近年、市内の個人の庭を見せる所謂オープンガーデンの記事を地元タイムス紙の記事の中で見た中で、藤の花を咲かせているある個人宅の地名と氏名に強く惹かれるものがありました。横曽根の大瀧邸と書いてありました。私が以前より一度時間があれば横曽根で旧家であった大瀧米峰翁の御子孫か米峰翁の話を知っている方がおられたらお話を伺いたいと心の中で思っておりましたので友人の車で探して行ってきました。新聞掲載の写真の通り藤の花は満開の見ごろでその香りの良さに本当に驚きました。タイミング良く御主人の大瀧さんが庭におられましたのでお話をさせていただきました。
江戸末期の戊辰戦争で官軍に敗れた会津武士1745人を高田藩榊原家が、朝敵の汚名を着せられ屈辱を浴びせられながらも誇り高い武士の中の武士、会津武士が預かり人として寺町の60もの寺に収容された事が記録に残されています。その武士団の中に全国にその名を知らしめていた南摩綱紀(なんま つなのり)と言う立派で見識の高さでは当代一の武士がおられると言う噂が広がり、当時の高田藩内のインテリの人達は話を聴きたいとの機運が大きくなり、幽閉のさなかではあるが高田藩主もその優れた知見を認め講義を許しました。その中に特に南摩綱紀の「教育立国論」に心を打たれた一人が横曽根の大瀧米峰翁で南摩綱紀の力を借り、学校制度を採り入れる先駆けとして塾では無く「正心学舎」という学校を上越で最初に立ち上げた場所が横曽根の大瀧邸でしたのでどうしても一度この目で確かめて見たかったのです。
維新から150年、上越の先達は今よりずっと貧しくても未来の日本の為に子供達への教育の大事さを考えていました。
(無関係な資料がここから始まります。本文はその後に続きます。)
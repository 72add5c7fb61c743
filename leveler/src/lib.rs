// SPDX-License-Identifier: MIT
// © 2025–2026 Christopher Liu

//! # Leveler Core
//!
//! Hardware-independent core of the self-leveling indicator. The crate reads a 3-axis tilt sensor,
//! picks the axis pair that currently forms the level plane, maps tilt onto two 16-bit PWM compare
//! values and lights a center indicator once the device has stayed level long enough.
//!
//! ## Crate Structure
//!
//! | Module | Purpose |
//! | ------ | -------- |
//! | [`hw`] | Seam traits implemented by the board crate (SPI byte bus, chip select, PWM, LED) |
//! | [`drivers`] | Device-level drivers (ADXL345) |
//! | [`control`] | Orientation selection, tilt mapping, calibration, level debouncing |
//! | [`config`] | Compile-time tuning constants |
//! | [`sync`] | Interrupt-shared state cell |
//!
//! ## Getting Started
//!
//! Run the host tests:
//!
//! ```bash
//! cargo test
//! ```
//!
//! Flash the board (from `firmware/`):
//!
//! ```bash
//! cargo run --release
//! ```
//!
//! ## License
//!
//! Licensed under the **MIT License**.
//! See the `LICENSE` file in the repository root for full terms.
//!
//! © 2025–2026 Christopher Liu

#![no_std]

pub mod config;
pub mod control;
pub mod drivers;
pub mod hw;
pub mod sync;

pub use control::{CalibrationOffset, Cycle, LevelController, Leveler, Orientation, OutputPair};
pub use drivers::adxl345::AxisSample;
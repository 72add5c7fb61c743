// SPDX-License-Identifier: MIT
// © 2025–2026 Christopher Liu

//! Self-leveling indicator firmware for the Nucleo-F767ZI.
//!
//! Two interrupt sources drive everything:
//! - `SysTick` at [`TICK_HZ`] runs one sampling cycle (sensor read, mapping, level check).
//! - `EXTI15_10` on the USER button re-zeroes at the current orientation.
//!
//! Both handlers reach the device state only through [`DEVICE`], i.e. inside a critical section, so
//! neither can run while the other is mid-update. Between interrupts the core sleeps in `wfi`.

#![no_main]
#![no_std]
#![allow(dead_code)]

use core::fmt::Write;

use cortex_m::peripheral::{syst::SystClkSource, NVIC};
use cortex_m_rt::{entry, exception};
use panic_halt as _;

use hal::{
    gpio::{gpioa, Alternate},
    pac::{self, interrupt, SPI1, USART3},
    prelude::*,
    serial::{Config, Serial},
    spi::{Mode, Phase, Polarity, Spi},
};
use stm32f7xx_hal as hal;

use leveler::drivers::{adxl345::DEVICE_ID, Adxl345};
use leveler::sync::Shared;
use leveler::LevelController;

mod hw;
use hw::{BoardPins, Button, ChipSelect, CompareChannel, Led, Pwm, SpiBus, Usart};

/// Sampling rate. Matches an 8 MHz clock divided by 32768.
const TICK_HZ: u32 = 244;

/// SPI clock for the ADXL345 (max 5 MHz).
const SPI_KHZ: u32 = 250;

const BAUD: u32 = 115_200;

/// ADXL345: CPOL = 1, CPHA = 1.
const SPI_MODE: Mode = Mode {
    polarity: Polarity::IdleHigh,
    phase: Phase::CaptureOnSecondTransition,
};

type Spi1Pins = (
    gpioa::PA5<Alternate<5>>,
    gpioa::PA6<Alternate<5>>,
    gpioa::PA7<Alternate<5>>,
);

type Controller = LevelController<ChipSelect<'D', 14>, CompareChannel<1>, CompareChannel<2>, Led<'B', 0>>;

/// Everything the interrupt handlers touch.
struct Device {
    spi: SpiBus<SPI1, Spi1Pins>,
    controller: Controller,
    log: Usart<USART3>,
}

impl Device {
    /// One sampling cycle. Logs indicator transitions and bus errors.
    fn tick(&mut self) {
        match self.controller.step(&mut self.spi) {
            Ok(cycle) if cycle.changed => {
                let state = if cycle.level { "level" } else { "not level" };
                let _ = writeln!(self.log, "{} ({}, {})\r", state, cycle.orientation, cycle.outputs);
            }
            Ok(_) => {}
            Err(_) => self.log.println("spi error, cycle skipped"),
        }
    }

    fn calibrate(&mut self) {
        let offset = self.controller.calibrate();
        let _ = writeln!(self.log, "calibrated: offset {}\r", offset);
    }
}

static DEVICE: Shared<Device> = Shared::new();

#[entry]
fn main() -> ! {
    // Peripherals
    let dp = pac::Peripherals::take().unwrap();
    let cp = cortex_m::Peripherals::take().unwrap();

    // Clocks
    let mut rcc = dp.RCC.constrain();
    let clocks = rcc.cfgr.freeze();

    // GPIO
    let pins = BoardPins::new(dp.GPIOA, dp.GPIOB, dp.GPIOC, dp.GPIOD);

    // USART3 (ST-LINK VCP)
    let usart_cfg = Config {
        baud_rate: BAUD.bps(),
        ..Default::default()
    };
    let serial = Serial::new(dp.USART3, (pins.usart3.tx, pins.usart3.rx), &clocks, usart_cfg);
    let mut log = Usart::new(serial);
    log.println("leveler: starting");

    // SPI1 + ADXL345
    let spi1 = Spi::new(dp.SPI1, (pins.spi1.sck, pins.spi1.miso, pins.spi1.mosi)).enable::<u8>(
        SPI_MODE,
        SPI_KHZ.kHz(),
        &clocks,
        &mut rcc.apb2,
    );
    let mut spi = SpiBus::new(spi1);
    let sensor = Adxl345::new(ChipSelect::active_low(pins.spi1.cs));

    // TIM4 outputs + indicator
    let (out_x, out_y) = Pwm::tim4(dp.TIM4, (pins.pwm.x, pins.pwm.y), leveler::config::CENTER).split();
    let indicator = Led::active_high(pins.leds.green);

    let mut controller = LevelController::new(sensor, out_x, out_y, indicator);
    match controller.init(&mut spi) {
        Ok(DEVICE_ID) => log.println("ADXL345 ready"),
        Ok(id) => {
            let _ = writeln!(log, "warning: unexpected device id {:#04X}\r", id);
        }
        Err(_) => log.println("error: spi failure during sensor init"),
    }
    log.flush();

    DEVICE.install(Device {
        spi,
        controller,
        log,
    });

    // USER button -> EXTI13
    let _button = Button::pc13(pins.button, &dp.SYSCFG, &dp.EXTI);
    unsafe { NVIC::unmask(pac::Interrupt::EXTI15_10) };

    // SysTick sampling tick
    let mut syst = cp.SYST;
    syst.set_clock_source(SystClkSource::Core);
    syst.set_reload(clocks.sysclk().raw() / TICK_HZ - 1);
    syst.clear_current();
    syst.enable_counter();
    syst.enable_interrupt();

    loop {
        cortex_m::asm::wfi();
    }
}

#[exception]
fn SysTick() {
    DEVICE.with(Device::tick);
}

#[interrupt]
fn EXTI15_10() {
    if Button::take_pending() {
        DEVICE.with(Device::calibrate);
    }
}
// SPDX-License-Identifier: MIT
// © 2025–2026 Christopher Liu

//! USART abstraction layer, used as the debug log.
//!
//! Note: When using `writeln!`, be sure to include `\r` (CR) in the format string to ensure correct
//! line endings on the terminal.
//!
//! To access the terminal on the host machine, connect to the ST-LINK USB port and use
//! ```text
//! $ screen /dev/tty.usbmodem* 115200
//! ```
//!
//! To close the debug terminal, press `Ctrl+A` then `Ctrl+\` then `y`.

use core::fmt;
use nb::block;

use stm32f7xx_hal::{
    prelude::*,
    serial::{Instance, Pins, Serial, Tx},
};

pub struct Usart<U: Instance> {
    tx: Tx<U>,
}

impl<U: Instance> Usart<U> {
    pub fn new<PINS: Pins<U>>(serial: Serial<U, PINS>) -> Self {
        let (tx, _rx) = serial.split();
        Self { tx }
    }

    #[inline]
    pub fn write_byte(&mut self, b: u8) {
        let _ = block!(self.tx.write(b));
    }

    pub fn write_str(&mut self, s: &str) {
        for &b in s.as_bytes() {
            self.write_byte(b);
        }
    }

    /// Write string and CRLF terminator.
    #[inline]
    pub fn println(&mut self, s: &str) {
        self.write_str(s);
        self.write_str("\r\n");
    }

    /// Block until the hardware TX FIFO/drain is flushed.
    #[inline]
    pub fn flush(&mut self) {
        let _ = block!(self.tx.flush());
    }
}

// Implement `core::fmt::Write` so we can use `write!` / `writeln!` on `Usart`.
impl<U: Instance> fmt::Write for Usart<U> {
    fn write_str(&mut self, s: &str) -> fmt::Result {
        Usart::write_str(self, s);
        Ok(())
    }
}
板倉の増村度弘の有恒学舎もそうですが会津の武士の方も高田に残り林義亮先生も弟子で今の板倉区稲増出身の中村十作(なかむら じゅうさく)に強い信念をお教えになり沖縄宮古島の人頭税廃止を勝ち取った神に近い人と周囲から崇められたのも越後頚城地方の教育が早くから進んでいたと言う証明です。しかし当の中村は生前には実家に人頭税に対する活動の一切を語っておらず、実家も中村の死後の昭和38年になって宮古島の砂川中学校の校長よりの手紙を受け取ってからようやく彼の活動がわかったそうです。いかにも越後人らしいですね。